TheSheepofWallSt · 12/01/2019 11:55

Underfeeding- unacceptable if deliberate. Is it possible she’s distracted by seeing her dad, and would rather play than eat?

Nappy is a non-issue. DS has two or three times come home from nursery with nappy back to front, and his (non resident) dad has done the same a couple of times too. No harm done, just makes me Hmm

Car seat- not the best display of common sense but not negligent or actively harmful- if he’d tried to put her in the front, or had no car seat at all, Id say you had an issue.

I think that possibly more of note here is the fact that you clearly don’t trust him to care for your DD adequately- is it possible to have a neutral party or a family member familiar with your DD and childcare generally, attend his contact and help him get to grips with the routine of childcare?

Rosiebrown1 · 12/01/2019 12:02

Thanks for replies:) I guess I could just be letting things get to me.. In October we agreed at mediation the current access for him: 2 hours on a weekday evening and 4 hours on a weekend daytime. He then announced we had agreed a whole day on a weekend?!?! I was forced to pay £150 by the mediation company to prove we had not agreed this, otherwise he was threatening to take her for the whole day. This was just before Christmas and I was left financially vulnerable. The mediation notes did infact prove he was entirely wrong.

When I mentioned this to him he just shrugged his shoulders and smirked at me.

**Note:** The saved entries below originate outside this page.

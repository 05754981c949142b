use std::collections::BTreeMap;

use uuid::Uuid;

use crate::models::{AnalysisResult, ArchitectureTag, DetectionMethod, TagType};

use super::heuristics::tag_type_for;

/// Turn detector outputs into the tag rows stored for a repository.
///
/// Every candidate becomes its own tag. Nothing is merged, renormalized or
/// deduplicated, even when both detectors name the same pattern: each row
/// keeps its own provenance. Order is architectural patterns, design
/// patterns, infrastructure, frameworks, then heuristics.
pub fn reconcile(
    repository_id: Uuid,
    analysis: Option<&AnalysisResult>,
    heuristics: Option<&BTreeMap<String, f64>>,
) -> Vec<ArchitectureTag> {
    let mut tags = Vec::new();

    if let Some(analysis) = analysis {
        let generative = |tag: &str, tag_type: TagType, confidence_score: f64| ArchitectureTag {
            repository_id,
            tag: tag.to_string(),
            tag_type,
            confidence_score,
            detection_method: DetectionMethod::GenerativeAnalysis,
        };

        for p in &analysis.architectural_patterns {
            tags.push(generative(&p.name, TagType::ArchitecturalPattern, p.confidence));
        }
        for p in &analysis.design_patterns {
            tags.push(generative(&p.name, TagType::DesignPattern, p.confidence));
        }
        for infra in &analysis.infrastructure {
            tags.push(generative(&infra.approach, TagType::Infrastructure, infra.confidence));
        }
        // frameworks are recorded at full confidence
        for framework in &analysis.frameworks {
            tags.push(generative(framework, TagType::Framework, 1.0));
        }
    }

    if let Some(heuristics) = heuristics {
        for (pattern, confidence) in heuristics {
            tags.push(ArchitectureTag {
                repository_id,
                tag: pattern.clone(),
                tag_type: tag_type_for(pattern),
                confidence_score: *confidence,
                detection_method: DetectionMethod::Heuristic,
            });
        }
    }

    tags
}

/// Build a manually curated tag. Confidence defaults to 1.0.
///
/// Returns `None` for a blank tag or a confidence outside [0, 1].
pub fn manual_tag(
    repository_id: Uuid,
    tag: &str,
    tag_type: TagType,
    confidence: Option<f64>,
) -> Option<ArchitectureTag> {
    let tag = tag.trim();
    let confidence_score = confidence.unwrap_or(1.0);
    if tag.is_empty() || !(0.0..=1.0).contains(&confidence_score) {
        return None;
    }
    Some(ArchitectureTag {
        repository_id,
        tag: tag.to_string(),
        tag_type,
        confidence_score,
        detection_method: DetectionMethod::Manual,
    })
}

#[cfg(test)]
mod tests {
    use super::*;
    use crate::models::{InfrastructureCandidate, PatternCandidate};

    fn sample_analysis() -> AnalysisResult {
        AnalysisResult {
            architectural_patterns: vec![
                PatternCandidate {
                    name: "microservices".to_string(),
                    confidence: 0.8,
                },
                PatternCandidate {
                    name: "event-driven".to_string(),
                    confidence: 0.55,
                },
            ],
            design_patterns: vec![PatternCandidate {
                name: "repository".to_string(),
                confidence: 0.4,
            }],
            infrastructure: vec![InfrastructureCandidate {
                approach: "microservices".to_string(),
                confidence: 0.3,
            }],
            frameworks: vec!["Django".to_string(), "Celery".to_string()],
            summary: "Django services talking over Celery queues.".to_string(),
        }
    }

    fn sample_heuristics() -> BTreeMap<String, f64> {
        let mut h = BTreeMap::new();
        h.insert("microservices".to_string(), 0.7);
        h.insert("containerized".to_string(), 0.9);
        h
    }

    #[test]
    fn test_both_absent_yields_no_tags() {
        assert!(reconcile(Uuid::new_v4(), None, None).is_empty());
    }

    #[test]
    fn test_tag_count_equals_sum_of_inputs() {
        let analysis = sample_analysis();
        let heuristics = sample_heuristics();
        let tags = reconcile(Uuid::new_v4(), Some(&analysis), Some(&heuristics));

        let expected = analysis.architectural_patterns.len()
            + analysis.design_patterns.len()
            + analysis.infrastructure.len()
            + analysis.frameworks.len()
            + heuristics.len();
        assert_eq!(tags.len(), expected);
    }

    #[test]
    fn test_confidences_pass_through_unchanged() {
        let analysis = sample_analysis();
        let tags = reconcile(Uuid::new_v4(), Some(&analysis), None);

        let scores: Vec<f64> = tags.iter().map(|t| t.confidence_score).collect();
        assert_eq!(scores, vec![0.8, 0.55, 0.4, 0.3, 1.0, 1.0]);
        assert!(tags
            .iter()
            .all(|t| t.detection_method == DetectionMethod::GenerativeAnalysis));
    }

    #[test]
    fn test_tag_types_follow_sections() {
        let tags = reconcile(Uuid::new_v4(), Some(&sample_analysis()), None);
        let types: Vec<TagType> = tags.iter().map(|t| t.tag_type).collect();
        assert_eq!(
            types,
            vec![
                TagType::ArchitecturalPattern,
                TagType::ArchitecturalPattern,
                TagType::DesignPattern,
                TagType::Infrastructure,
                TagType::Framework,
                TagType::Framework,
            ]
        );
    }

    #[test]
    fn test_same_pattern_from_both_sources_is_kept_twice() {
        let analysis = sample_analysis();
        let heuristics = sample_heuristics();
        let tags = reconcile(Uuid::new_v4(), Some(&analysis), Some(&heuristics));

        let micro: Vec<&ArchitectureTag> =
            tags.iter().filter(|t| t.tag == "microservices").collect();
        // architectural pattern + infrastructure from analysis, one heuristic
        assert_eq!(micro.len(), 3);
        assert!(micro
            .iter()
            .any(|t| t.detection_method == DetectionMethod::Heuristic && t.confidence_score == 0.7));
    }

    #[test]
    fn test_heuristic_tags_use_rule_tag_types() {
        let id = Uuid::new_v4();
        let tags = reconcile(id, None, Some(&sample_heuristics()));
        assert_eq!(tags.len(), 2);
        // BTreeMap order
        assert_eq!(tags[0].tag, "containerized");
        assert_eq!(tags[0].tag_type, TagType::Infrastructure);
        assert_eq!(tags[1].tag, "microservices");
        assert_eq!(tags[1].tag_type, TagType::ArchitecturalPattern);
        assert!(tags.iter().all(|t| t.repository_id == id));
    }

    #[test]
    fn test_manual_tag_defaults_to_full_confidence() {
        let tag = manual_tag(Uuid::new_v4(), " hexagonal ", TagType::ArchitecturalPattern, None)
            .unwrap();
        assert_eq!(tag.tag, "hexagonal");
        assert_eq!(tag.confidence_score, 1.0);
        assert_eq!(tag.detection_method, DetectionMethod::Manual);
    }

    #[test]
    fn test_manual_tag_rejects_bad_input() {
        let id = Uuid::new_v4();
        assert!(manual_tag(id, "", TagType::Framework, None).is_none());
        assert!(manual_tag(id, "axum", TagType::Framework, Some(1.2)).is_none());
        assert!(manual_tag(id, "axum", TagType::Framework, Some(0.4)).is_some());
    }
}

So yes, he annoys me on every level.

OP posts:
Sugarplumfairy65 · 12/01/2019 12:04

I think you are being very unreasonable and just looking to pick fault.

redexpat · 12/01/2019 12:07

You need to be very smart about dealing with him. Only deal with him in writing. Keep all messages. Google grey rock and dont get drawn into discussions with him. Keep a diary of incidents. Incidently why did you have to pay to get the report? Why couldnt he have done it?

Rosiebrown1 · 12/01/2019 12:18

He had to pay also (which he wanted to do because he thought he was right) & the mediation company has a policy to charge us both equally.... I was between a rock and a hard place: don't pay and then can't prove we hadn't agreed to him having a full day or pay and be able to insist he doesn't renege on the agreement.

Thanks for replying.. I am very careful about my communication with him in terms of keeping to texting and email as much as I can. He is an absolute monster of a liar and really controlling.

OP posts:
hidinginthenightgarden · 12/01/2019 12:33

Gringypants - yes. Choosing not to feed a hungry child is neglect.

Rosiebrown1 · 12/01/2019 13:26

Hi, yes I had thought a food diary might work..its a really good suggestion and great for parents to learn from each other). I started one a few months ago and put it in her changing bag so he could read it. He seemed keen on the idea at mediation. Unfortunately after the fifth week, he still said he hadn't had time to read it or contribute. I kept it clear, short and concise but to no avail. I suggested photographing the pages but he wasn't interested. I great idea for others though I agree (thank you);)

OP posts:
bluegreygreen · 12/01/2019 13:51

Slightly off topic but...

Are we really saying a 13 month old can't / shouldn't go four hours without food?

When I was young there were regular mealtimes and very few snacks in between. Sometimes I do wonder if the current issue with overweight children has less to do with sugar in processed foods and more to do with the emphasis on snacking. I think some children never have the opportunity even to feel hungry which can't be good from a physiological perspective.

grinchypants · 12/01/2019 14:39

2 hours contact is really not a lot and 4 hours not much more. Maybe he is focusing his attention on actually bonding and having a relationship with the child.